▸ **Dataset entries**:
Start of Block

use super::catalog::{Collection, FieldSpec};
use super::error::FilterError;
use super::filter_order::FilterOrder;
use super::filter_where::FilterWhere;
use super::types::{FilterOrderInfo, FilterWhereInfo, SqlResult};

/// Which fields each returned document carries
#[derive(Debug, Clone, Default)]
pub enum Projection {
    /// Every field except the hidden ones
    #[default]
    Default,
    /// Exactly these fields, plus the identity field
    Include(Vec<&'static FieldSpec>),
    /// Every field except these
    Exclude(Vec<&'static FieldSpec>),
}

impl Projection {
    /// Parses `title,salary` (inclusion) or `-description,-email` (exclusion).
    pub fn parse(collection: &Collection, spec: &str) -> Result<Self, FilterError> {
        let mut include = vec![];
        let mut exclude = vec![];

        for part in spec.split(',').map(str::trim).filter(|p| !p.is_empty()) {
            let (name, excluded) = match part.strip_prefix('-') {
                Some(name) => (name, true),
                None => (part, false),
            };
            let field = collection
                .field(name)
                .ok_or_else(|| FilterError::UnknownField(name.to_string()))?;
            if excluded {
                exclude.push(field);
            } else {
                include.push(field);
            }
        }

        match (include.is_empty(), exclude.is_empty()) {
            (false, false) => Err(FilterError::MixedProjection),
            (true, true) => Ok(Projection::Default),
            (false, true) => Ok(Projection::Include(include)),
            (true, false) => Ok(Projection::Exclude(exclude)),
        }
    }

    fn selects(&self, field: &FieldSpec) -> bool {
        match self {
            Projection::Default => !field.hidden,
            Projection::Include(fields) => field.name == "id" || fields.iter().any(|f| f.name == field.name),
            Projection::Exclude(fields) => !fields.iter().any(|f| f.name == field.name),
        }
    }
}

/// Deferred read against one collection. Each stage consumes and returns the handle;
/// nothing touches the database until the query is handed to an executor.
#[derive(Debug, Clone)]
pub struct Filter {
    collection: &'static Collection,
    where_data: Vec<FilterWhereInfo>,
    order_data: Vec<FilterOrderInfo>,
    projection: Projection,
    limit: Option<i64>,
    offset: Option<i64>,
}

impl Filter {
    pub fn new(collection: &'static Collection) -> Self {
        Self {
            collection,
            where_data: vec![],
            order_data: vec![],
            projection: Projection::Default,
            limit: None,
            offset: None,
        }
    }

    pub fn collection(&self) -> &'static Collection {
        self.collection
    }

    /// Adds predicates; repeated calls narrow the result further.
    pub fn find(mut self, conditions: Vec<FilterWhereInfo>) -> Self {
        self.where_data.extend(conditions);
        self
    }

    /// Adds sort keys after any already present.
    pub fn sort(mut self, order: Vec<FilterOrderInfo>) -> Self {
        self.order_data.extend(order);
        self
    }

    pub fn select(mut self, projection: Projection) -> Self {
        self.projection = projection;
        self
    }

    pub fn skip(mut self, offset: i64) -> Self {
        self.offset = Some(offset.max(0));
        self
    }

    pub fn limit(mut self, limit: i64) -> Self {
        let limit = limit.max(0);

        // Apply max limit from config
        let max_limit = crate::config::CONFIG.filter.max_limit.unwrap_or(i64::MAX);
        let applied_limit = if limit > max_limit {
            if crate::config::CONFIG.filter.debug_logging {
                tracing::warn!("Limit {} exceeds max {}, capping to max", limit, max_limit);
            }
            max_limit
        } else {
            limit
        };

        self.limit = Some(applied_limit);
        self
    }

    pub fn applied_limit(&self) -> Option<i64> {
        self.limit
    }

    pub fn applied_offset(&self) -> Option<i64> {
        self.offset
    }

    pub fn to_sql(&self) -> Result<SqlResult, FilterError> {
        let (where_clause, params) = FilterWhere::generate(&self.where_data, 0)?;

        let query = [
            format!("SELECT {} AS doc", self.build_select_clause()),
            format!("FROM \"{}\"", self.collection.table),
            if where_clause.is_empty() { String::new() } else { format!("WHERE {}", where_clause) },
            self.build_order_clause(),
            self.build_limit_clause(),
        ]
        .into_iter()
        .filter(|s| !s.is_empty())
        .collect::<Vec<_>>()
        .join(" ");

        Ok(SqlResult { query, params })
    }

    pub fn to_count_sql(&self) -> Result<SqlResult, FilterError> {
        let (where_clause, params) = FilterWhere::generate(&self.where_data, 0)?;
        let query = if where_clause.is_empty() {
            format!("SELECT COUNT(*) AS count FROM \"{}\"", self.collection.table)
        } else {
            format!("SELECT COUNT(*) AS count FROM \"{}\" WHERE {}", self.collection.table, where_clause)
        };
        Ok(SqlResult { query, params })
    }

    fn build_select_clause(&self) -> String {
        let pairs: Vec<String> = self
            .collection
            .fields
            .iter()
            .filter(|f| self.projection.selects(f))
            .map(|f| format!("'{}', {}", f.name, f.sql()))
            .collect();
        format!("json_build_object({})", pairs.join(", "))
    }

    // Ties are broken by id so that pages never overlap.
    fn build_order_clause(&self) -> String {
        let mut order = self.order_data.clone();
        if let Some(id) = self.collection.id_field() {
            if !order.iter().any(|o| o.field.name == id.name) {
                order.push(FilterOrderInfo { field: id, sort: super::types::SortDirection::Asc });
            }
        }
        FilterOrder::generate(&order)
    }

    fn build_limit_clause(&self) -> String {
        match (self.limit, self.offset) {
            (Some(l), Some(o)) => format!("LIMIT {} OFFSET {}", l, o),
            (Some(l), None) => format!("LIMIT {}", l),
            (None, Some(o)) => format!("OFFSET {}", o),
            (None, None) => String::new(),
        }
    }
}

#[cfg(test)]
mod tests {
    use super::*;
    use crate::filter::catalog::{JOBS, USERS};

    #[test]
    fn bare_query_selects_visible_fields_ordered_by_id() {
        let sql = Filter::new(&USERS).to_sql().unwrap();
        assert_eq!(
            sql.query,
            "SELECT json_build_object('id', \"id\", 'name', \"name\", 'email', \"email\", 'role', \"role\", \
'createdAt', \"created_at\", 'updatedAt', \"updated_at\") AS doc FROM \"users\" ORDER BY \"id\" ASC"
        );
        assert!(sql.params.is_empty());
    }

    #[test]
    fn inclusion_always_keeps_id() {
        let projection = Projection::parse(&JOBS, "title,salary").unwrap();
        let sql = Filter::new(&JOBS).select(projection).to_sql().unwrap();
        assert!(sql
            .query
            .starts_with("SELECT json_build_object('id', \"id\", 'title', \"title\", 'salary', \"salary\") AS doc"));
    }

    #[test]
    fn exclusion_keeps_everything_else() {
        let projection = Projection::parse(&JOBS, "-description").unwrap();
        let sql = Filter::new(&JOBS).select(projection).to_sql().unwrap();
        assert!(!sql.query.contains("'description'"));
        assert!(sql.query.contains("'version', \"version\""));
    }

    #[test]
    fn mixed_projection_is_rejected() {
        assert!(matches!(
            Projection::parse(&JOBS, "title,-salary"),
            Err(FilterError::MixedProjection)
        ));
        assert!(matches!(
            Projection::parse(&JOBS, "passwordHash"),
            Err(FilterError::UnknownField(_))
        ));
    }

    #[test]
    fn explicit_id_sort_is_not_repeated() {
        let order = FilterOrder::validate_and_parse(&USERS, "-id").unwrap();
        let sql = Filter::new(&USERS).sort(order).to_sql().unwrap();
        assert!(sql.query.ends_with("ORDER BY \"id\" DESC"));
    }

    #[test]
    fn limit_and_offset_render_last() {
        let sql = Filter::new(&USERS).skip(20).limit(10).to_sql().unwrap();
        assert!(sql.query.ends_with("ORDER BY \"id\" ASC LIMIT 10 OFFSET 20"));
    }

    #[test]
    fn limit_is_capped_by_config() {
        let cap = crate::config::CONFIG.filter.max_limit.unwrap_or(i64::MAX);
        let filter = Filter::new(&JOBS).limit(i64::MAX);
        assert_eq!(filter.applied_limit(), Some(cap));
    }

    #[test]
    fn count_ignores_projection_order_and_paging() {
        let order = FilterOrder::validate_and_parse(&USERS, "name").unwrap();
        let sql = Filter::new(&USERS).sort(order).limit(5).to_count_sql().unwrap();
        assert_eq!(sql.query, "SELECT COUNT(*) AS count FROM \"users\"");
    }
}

End of Block

Which lines of the records above contain the word "contains"? Report each one.

        assert!(!sql.query.contains("'description'"));
        assert!(sql.query.contains("'version', \"version\""));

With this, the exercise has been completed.